Experimental design, treatments and growth
conditions
The experiment was laid out in a completely randomized
design having three treatments with four replications (six
plants per replication), a total of seventy-two plants per
species. Three temperature levels were 10°C, 20°C, and 30°C
(± 1°C). All experimental plants were placed inside three
plant growth chambers (KGC-175 VH, Koenic Ltd., South
Korea). The relative humidity was set at 65%. There was a
14-hour light period and 10-hour dark period. The light
condition was set at 75 μmol･m
-2
s
-1
.
Data gathered
Plant height and diameter
The succulents’ height and diameter data were obtained
using a digital Vernier caliper (SR 44, Blue Bird Co.,
Japan). The plant height was taken from the base of the
soil to the highest part of the plant. The plant diameter was
taken from the largest possible measurement from each
opposing leaf tips. The data was taken at the termination of
the study which was about 6 weeks.
Visual quality rating
After the exposure of succulents to their respective
treatments, plants were subjected to the visual quality rating
(VQR). Twelve (12) respondents or judges were asked to
rate the representative plants per treatment and case study.

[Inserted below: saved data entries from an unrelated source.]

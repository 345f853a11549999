//! Process-wide registry of loaded HRTF datasets.

use crate::dataset::Hrtf;
use crate::decode::decode_dataset;
use crate::error::Result;
use std::path::Path;
use std::sync::{Arc, Mutex, PoisonError};

/// Owns every loaded dataset and deduplicates loads by source filename.
///
/// Construct one registry when the audio subsystem comes up and keep it for
/// the subsystem's lifetime. All registry operations are serialized behind
/// an internal mutex; the datasets themselves are immutable and handed out
/// as `Arc<Hrtf>`, so interpolation and synthesis never touch the lock.
#[derive(Debug, Default)]
pub struct HrtfRegistry {
    loaded: Mutex<Vec<Arc<Hrtf>>>,
}

impl HrtfRegistry {
    pub fn new() -> Self {
        Self::default()
    }

    /// Decode `data` as a MinPHR dataset and register it under `filename`,
    /// or return the already-loaded dataset with that name without looking
    /// at the bytes again.
    ///
    /// # Errors
    ///
    /// Any decode error from [`decode_dataset`]; a failed load leaves the
    /// registry unchanged, so the caller can move on to the next candidate.
    pub fn load(&self, filename: &str, data: &[u8]) -> Result<Arc<Hrtf>> {
        let mut loaded = self.lock();

        if let Some(existing) = loaded.iter().find(|h| h.filename() == filename) {
            log::debug!("skipping load of already-loaded dataset {filename}");
            return Ok(existing.clone());
        }

        match decode_dataset(filename, data) {
            Ok(hrtf) => {
                log::info!(
                    "loaded HRTF dataset {filename}: {} Hz, {} directions, {}-sample HRIRs",
                    hrtf.sample_rate(),
                    hrtf.ir_count(),
                    hrtf.ir_size()
                );
                let hrtf = Arc::new(hrtf);
                loaded.insert(0, hrtf.clone());
                Ok(hrtf)
            }
            Err(err) => {
                log::error!("failed to load {filename}: {err}");
                Err(err)
            }
        }
    }

    /// Read the file at `path` and load its contents, keyed by the path
    /// string.
    ///
    /// # Errors
    ///
    /// [`crate::HrtfError::Io`] when the file cannot be read, otherwise as
    /// [`HrtfRegistry::load`].
    pub fn load_path(&self, path: impl AsRef<Path>) -> Result<Arc<Hrtf>> {
        let path = path.as_ref();
        let data = std::fs::read(path)?;
        self.load(&path.to_string_lossy(), &data)
    }

    /// Look up a previously loaded dataset without decoding anything.
    pub fn get(&self, filename: &str) -> Option<Arc<Hrtf>> {
        self.lock()
            .iter()
            .find(|h| h.filename() == filename)
            .cloned()
    }

    /// Number of loaded datasets.
    pub fn len(&self) -> usize {
        self.lock().len()
    }

    pub fn is_empty(&self) -> bool {
        self.lock().is_empty()
    }

    /// Drop every registry reference. Outstanding `Arc` handles keep their
    /// datasets alive; new loads after this decode from scratch.
    pub fn clear(&self) {
        let mut loaded = self.lock();
        log::debug!("releasing {} loaded HRTF datasets", loaded.len());
        loaded.clear();
    }

    fn lock(&self) -> std::sync::MutexGuard<'_, Vec<Arc<Hrtf>>> {
        // Dataset lists hold no invariants a panicking thread could break
        // mid-update, so a poisoned lock is still usable.
        self.loaded.lock().unwrap_or_else(PoisonError::into_inner)
    }
}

A modified visual score (Wang et al. 2005) was used with
the corresponding visual grading (1 - 5) where, 1: very
poor (leaves are chlorotic or irregular in color), 2: low
(leaves are light green and no red color), 3: good (leaves
are green with pinkish color), 4: very good (leaves are
green, with light red color), 5: excellent (leaves are rich
green with intense or distinguishable red color. Visual
quality rating (VQR) is a sensory analysis, which has been
widely used in horticultural crops such as fruits, vegetables,
and ornamental crops. The use of visual quality rating has
been adapted as a tool for measurement as a perception of
the human eye (Boumaza et al. 2009).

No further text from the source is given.